RECORDS FOR THIS TASK:
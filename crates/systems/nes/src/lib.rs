//! NES system: the 6502 core wired to the NES address map, paced by a
//! frame-timing picture unit.

mod bus;
mod cartridge;
mod config;
mod ppu;

pub use bus::{decode, Bus, BusError, BusSnapshot, Region, CARTRIDGE_SIZE, OPEN_BUS};
pub use cartridge::{Cartridge, CartridgeError, ImageFormat, Mirroring};
pub use config::NesConfig;
pub use ppu::{Ppu, PpuSnapshot, DOTS_PER_FRAME, VISIBLE_HEIGHT, VISIBLE_WIDTH};

use pane_core::cpu_6502::{Cpu6502, CpuError, CpuSnapshot, InterruptKind};
use pane_core::logging::LogFilterError;
use pane_core::{types::Frame, MountPointInfo, System};
use serde::de::Error as _;
use serde_json::Value;
use thiserror::Error;

const SAVE_STATE_VERSION: u64 = 1;
const SYSTEM_ID: &str = "nes";

#[derive(Debug, Error)]
pub enum NesError {
    #[error("CPU error: {0}")]
    Cpu(#[from] CpuError),
    #[error("Cartridge error: {0}")]
    Cartridge(#[from] CartridgeError),
    #[error("Log filter error: {0}")]
    Log(#[from] LogFilterError),
    #[error("Invalid configuration: {0}")]
    InvalidConfig(&'static str),
    #[error("No cartridge loaded")]
    NoCartridge,
    #[error("Invalid mount point: {0}")]
    InvalidMountPoint(String),
}

/// NES system
///
/// Owns the CPU (which owns the bus) and the picture unit. Each CPU cycle is
/// preceded by `ppu_steps_per_cpu_step` picture-unit steps.
#[derive(Debug)]
pub struct NesSystem {
    cpu: Cpu6502<Bus>,
    ppu: Ppu,
    config: NesConfig,
    cartridge: Option<Cartridge>,
    powered: bool,
}

impl Default for NesSystem {
    fn default() -> Self {
        Self::new()
    }
}

impl NesSystem {
    /// Create a system with the default configuration.
    pub fn new() -> Self {
        Self::build(NesConfig::default())
    }

    /// Create a system, applying the configuration's log filter.
    pub fn with_config(config: NesConfig) -> Result<Self, NesError> {
        if let Some(problem) = config.problem() {
            return Err(NesError::InvalidConfig(problem));
        }
        config.apply_logging()?;
        Ok(Self::build(config))
    }

    fn build(config: NesConfig) -> Self {
        Self {
            cpu: Cpu6502::with_bus(Bus::new()),
            ppu: Ppu::new(config.frame_dots),
            config,
            cartridge: None,
            powered: false,
        }
    }

    pub fn config(&self) -> &NesConfig {
        &self.config
    }

    pub fn cpu(&self) -> &Cpu6502<Bus> {
        &self.cpu
    }

    pub fn cpu_mut(&mut self) -> &mut Cpu6502<Bus> {
        &mut self.cpu
    }

    pub fn bus(&self) -> Option<&Bus> {
        self.cpu.bus()
    }

    pub fn bus_mut(&mut self) -> Option<&mut Bus> {
        self.cpu.bus_mut()
    }

    pub fn ppu(&self) -> &Ppu {
        &self.ppu
    }

    pub fn cartridge(&self) -> Option<&Cartridge> {
        self.cartridge.as_ref()
    }

    /// Power-on: start the CPU from the reset vector and restart frame timing.
    pub fn power_on(&mut self) -> Result<(), NesError> {
        self.cpu.start()?;
        self.ppu.reset();
        self.powered = true;
        Ok(())
    }

    pub fn request_interrupt(&mut self, kind: InterruptKind) {
        self.cpu.request_interrupt(kind);
    }

    /// One CPU cycle, preceded by its picture-unit steps.
    pub fn step(&mut self) -> Result<(), NesError> {
        for _ in 0..self.config.ppu_steps_per_cpu_step {
            self.ppu.step();
        }
        self.cpu.advance()?;
        Ok(())
    }

    pub fn frame_count(&self) -> u64 {
        self.ppu.frame_count()
    }
}

impl System for NesSystem {
    type Error = NesError;

    fn reset(&mut self) -> Result<(), NesError> {
        self.cpu.reset()?;
        self.ppu.reset();
        Ok(())
    }

    fn step_frame(&mut self) -> Result<Frame, NesError> {
        if !self.powered {
            return Err(NesError::NoCartridge);
        }
        while !self.ppu.should_render() {
            self.step()?;
        }
        let frame = self.ppu.frame().clone();
        self.ppu.rendered();
        Ok(frame)
    }

    fn save_state(&self) -> Value {
        serde_json::json!({
            "version": SAVE_STATE_VERSION,
            "system": SYSTEM_ID,
            "cpu": self.cpu.snapshot(),
            "bus": self.cpu.bus().and_then(Bus::snapshot),
            "ppu": self.ppu.snapshot(),
        })
    }

    fn load_state(&mut self, v: &Value) -> Result<(), serde_json::Error> {
        if v["version"].as_u64() != Some(SAVE_STATE_VERSION) {
            return Err(serde_json::Error::custom("unsupported save state version"));
        }
        if v["system"].as_str() != Some(SYSTEM_ID) {
            return Err(serde_json::Error::custom("save state is for another system"));
        }

        // Decode everything before touching any component.
        let cpu: CpuSnapshot = serde_json::from_value(v["cpu"].clone())?;
        let bus: Option<BusSnapshot> = serde_json::from_value(v["bus"].clone())?;
        let ppu: PpuSnapshot = serde_json::from_value(v["ppu"].clone())?;

        if let (Some(snapshot), Some(target)) = (bus, self.cpu.bus_mut()) {
            target.restore(&snapshot).map_err(serde_json::Error::custom)?;
        }
        self.cpu.restore(&cpu);
        self.ppu.restore(&ppu);
        self.powered = true;
        Ok(())
    }

    fn supports_save_states(&self) -> bool {
        true
    }

    fn mount_points(&self) -> Vec<MountPointInfo> {
        vec![MountPointInfo {
            id: "Cartridge".to_string(),
            name: "Cartridge Slot".to_string(),
            extensions: vec!["nes".to_string(), "bin".to_string()],
            required: true,
        }]
    }

    fn mount(&mut self, mount_point_id: &str, data: &[u8]) -> Result<(), NesError> {
        if mount_point_id != "Cartridge" {
            return Err(NesError::InvalidMountPoint(mount_point_id.to_string()));
        }

        let cartridge = Cartridge::from_bytes(data)?;
        let bus = self.cpu.bus_mut().ok_or(CpuError::UnboundBus)?;
        bus.clear_cartridge();
        cartridge.install(bus);
        self.cartridge = Some(cartridge);

        self.power_on()
    }

    fn unmount(&mut self, mount_point_id: &str) -> Result<(), NesError> {
        if mount_point_id != "Cartridge" {
            return Err(NesError::InvalidMountPoint(mount_point_id.to_string()));
        }

        if let Some(bus) = self.cpu.bus_mut() {
            bus.clear_cartridge();
        }
        self.cartridge = None;
        self.powered = false;
        Ok(())
    }

    fn is_mounted(&self, mount_point_id: &str) -> bool {
        mount_point_id == "Cartridge" && self.cartridge.is_some()
    }
}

TASK GOAL:
Write each line above out exactly.

TASK RESULT:
filename crates/systems/nes/src/lib.rs
//! NES system: the 6502 core wired to the NES address map, paced by a
//! frame-timing picture unit.

mod bus;
mod cartridge;
mod config;
mod ppu;

pub use bus::{decode, Bus, BusError, BusSnapshot, Region, CARTRIDGE_SIZE, OPEN_BUS};
pub use cartridge::{Cartridge, CartridgeError, ImageFormat, Mirroring};
pub use config::NesConfig;
pub use ppu::{Ppu, PpuSnapshot, DOTS_PER_FRAME, VISIBLE_HEIGHT, VISIBLE_WIDTH};

use pane_core::cpu_6502::{Cpu6502, CpuError, CpuSnapshot, InterruptKind};
use pane_core::logging::LogFilterError;
use pane_core::{types::Frame, MountPointInfo, System};
use serde::de::Error as _;
use serde_json::Value;
use thiserror::Error;

const SAVE_STATE_VERSION: u64 = 1;
const SYSTEM_ID: &str = "nes";

#[derive(Debug, Error)]
pub enum NesError {
    #[error("CPU error: {0}")]
    Cpu(#[from] CpuError),
    #[error("Cartridge error: {0}")]
    Cartridge(#[from] CartridgeError),
    #[error("Log filter error: {0}")]
    Log(#[from] LogFilterError),
    #[error("Invalid configuration: {0}")]
    InvalidConfig(&'static str),
    #[error("No cartridge loaded")]
    NoCartridge,
    #[error("Invalid mount point: {0}")]
    InvalidMountPoint(String),
}

/// NES system
///
/// Owns the CPU (which owns the bus) and the picture unit. Each CPU cycle is
/// preceded by `ppu_steps_per_cpu_step` picture-unit steps.
#[derive(Debug)]
pub struct NesSystem {
    cpu: Cpu6502<Bus>,
    ppu: Ppu,
    config: NesConfig,
    cartridge: Option<Cartridge>,
    powered: bool,
}

impl Default for NesSystem {
    fn default() -> Self {
        Self::new()
    }
}

impl NesSystem {
    /// Create a system with the default configuration.
    pub fn new() -> Self {
        Self::build(NesConfig::default())
    }

    /// Create a system, applying the configuration's log filter.
    pub fn with_config(config: NesConfig) -> Result<Self, NesError> {
        if let Some(problem) = config.problem() {
            return Err(NesError::InvalidConfig(problem));
        }
        config.apply_logging()?;
        Ok(Self::build(config))
    }

    fn build(config: NesConfig) -> Self {
        Self {
            cpu: Cpu6502::with_bus(Bus::new()),
            ppu: Ppu::new(config.frame_dots),
            config,
            cartridge: None,
            powered: false,
        }
    }

    pub fn config(&self) -> &NesConfig {
        &self.config
    }

    pub fn cpu(&self) -> &Cpu6502<Bus> {
        &self.cpu
    }

    pub fn cpu_mut(&mut self) -> &mut Cpu6502<Bus> {
        &mut self.cpu
    }

    pub fn bus(&self) -> Option<&Bus> {
        self.cpu.bus()
    }

    pub fn bus_mut(&mut self) -> Option<&mut Bus> {
        self.cpu.bus_mut()
    }

    pub fn ppu(&self) -> &Ppu {
        &self.ppu
    }

    pub fn cartridge(&self) -> Option<&Cartridge> {
        self.cartridge.as_ref()
    }

    /// Power-on: start the CPU from the reset vector and restart frame timing.
    pub fn power_on(&mut self) -> Result<(), NesError> {
        self.cpu.start()?;
        self.ppu.reset();
        self.powered = true;
        Ok(())
    }

    pub fn request_interrupt(&mut self, kind: InterruptKind) {
        self.cpu.request_interrupt(kind);
    }

    /// One CPU cycle, preceded by its picture-unit steps.
    pub fn step(&mut self) -> Result<(), NesError> {
        for _ in 0..self.config.ppu_steps_per_cpu_step {
            self.ppu.step();
        }
        self.cpu.advance()?;
        Ok(())
    }

    pub fn frame_count(&self) -> u64 {
        self.ppu.frame_count()
    }
}

impl System for NesSystem {
    type Error = NesError;

    fn reset(&mut self) -> Result<(), NesError> {
        self.cpu.reset()?;
        self.ppu.reset();
        Ok(())
    }

    fn step_frame(&mut self) -> Result<Frame, NesError> {
        if !self.powered {
            return Err(NesError::NoCartridge);
        }
        while !self.ppu.should_render() {
            self.step()?;
        }
        let frame = self.ppu.frame().clone();
        self.ppu.rendered();
        Ok(frame)
    }

    fn save_state(&self) -> Value {
        serde_json::json!({
            "version": SAVE_STATE_VERSION,
            "system": SYSTEM_ID,
            "cpu": self.cpu.snapshot(),
            "bus": self.cpu.bus().and_then(Bus::snapshot),
            "ppu": self.ppu.snapshot(),
        })
    }

    fn load_state(&mut self, v: &Value) -> Result<(), serde_json::Error> {
        if v["version"].as_u64() != Some(SAVE_STATE_VERSION) {
            return Err(serde_json::Error::custom("unsupported save state version"));
        }
        if v["system"].as_str() != Some(SYSTEM_ID) {
            return Err(serde_json::Error::custom("save state is for another system"));
        }

        // Decode everything before touching any component.
        let cpu: CpuSnapshot = serde_json::from_value(v["cpu"].clone())?;
        let bus: Option<BusSnapshot> = serde_json::from_value(v["bus"].clone())?;
        let ppu: PpuSnapshot = serde_json::from_value(v["ppu"].clone())?;

        if let (Some(snapshot), Some(target)) = (bus, self.cpu.bus_mut()) {
            target.restore(&snapshot).map_err(serde_json::Error::custom)?;
        }
        self.cpu.restore(&cpu);
        self.ppu.restore(&ppu);
        self.powered = true;
        Ok(())
    }

    fn supports_save_states(&self) -> bool {
        true
    }

    fn mount_points(&self) -> Vec<MountPointInfo> {
        vec![MountPointInfo {
            id: "Cartridge".to_string(),
            name: "Cartridge Slot".to_string(),
            extensions: vec!["nes".to_string(), "bin".to_string()],
            required: true,
        }]
    }

    fn mount(&mut self, mount_point_id: &str, data: &[u8]) -> Result<(), NesError> {
        if mount_point_id != "Cartridge" {
            return Err(NesError::InvalidMountPoint(mount_point_id.to_string()));
        }

        let cartridge = Cartridge::from_bytes(data)?;
        let bus = self.cpu.bus_mut().ok_or(CpuError::UnboundBus)?;
        bus.clear_cartridge();
        cartridge.install(bus);
        self.cartridge = Some(cartridge);

        self.power_on()
    }

    fn unmount(&mut self, mount_point_id: &str) -> Result<(), NesError> {
        if mount_point_id != "Cartridge" {
            return Err(NesError::InvalidMountPoint(mount_point_id.to_string()));
        }

        if let Some(bus) = self.cpu.bus_mut() {
            bus.clear_cartridge();
        }
        self.cartridge = None;
        self.powered = false;
        Ok(())
    }

    fn is_mounted(&self, mount_point_id: &str) -> bool {
        mount_point_id == "Cartridge" && self.cartridge.is_some()
    }
}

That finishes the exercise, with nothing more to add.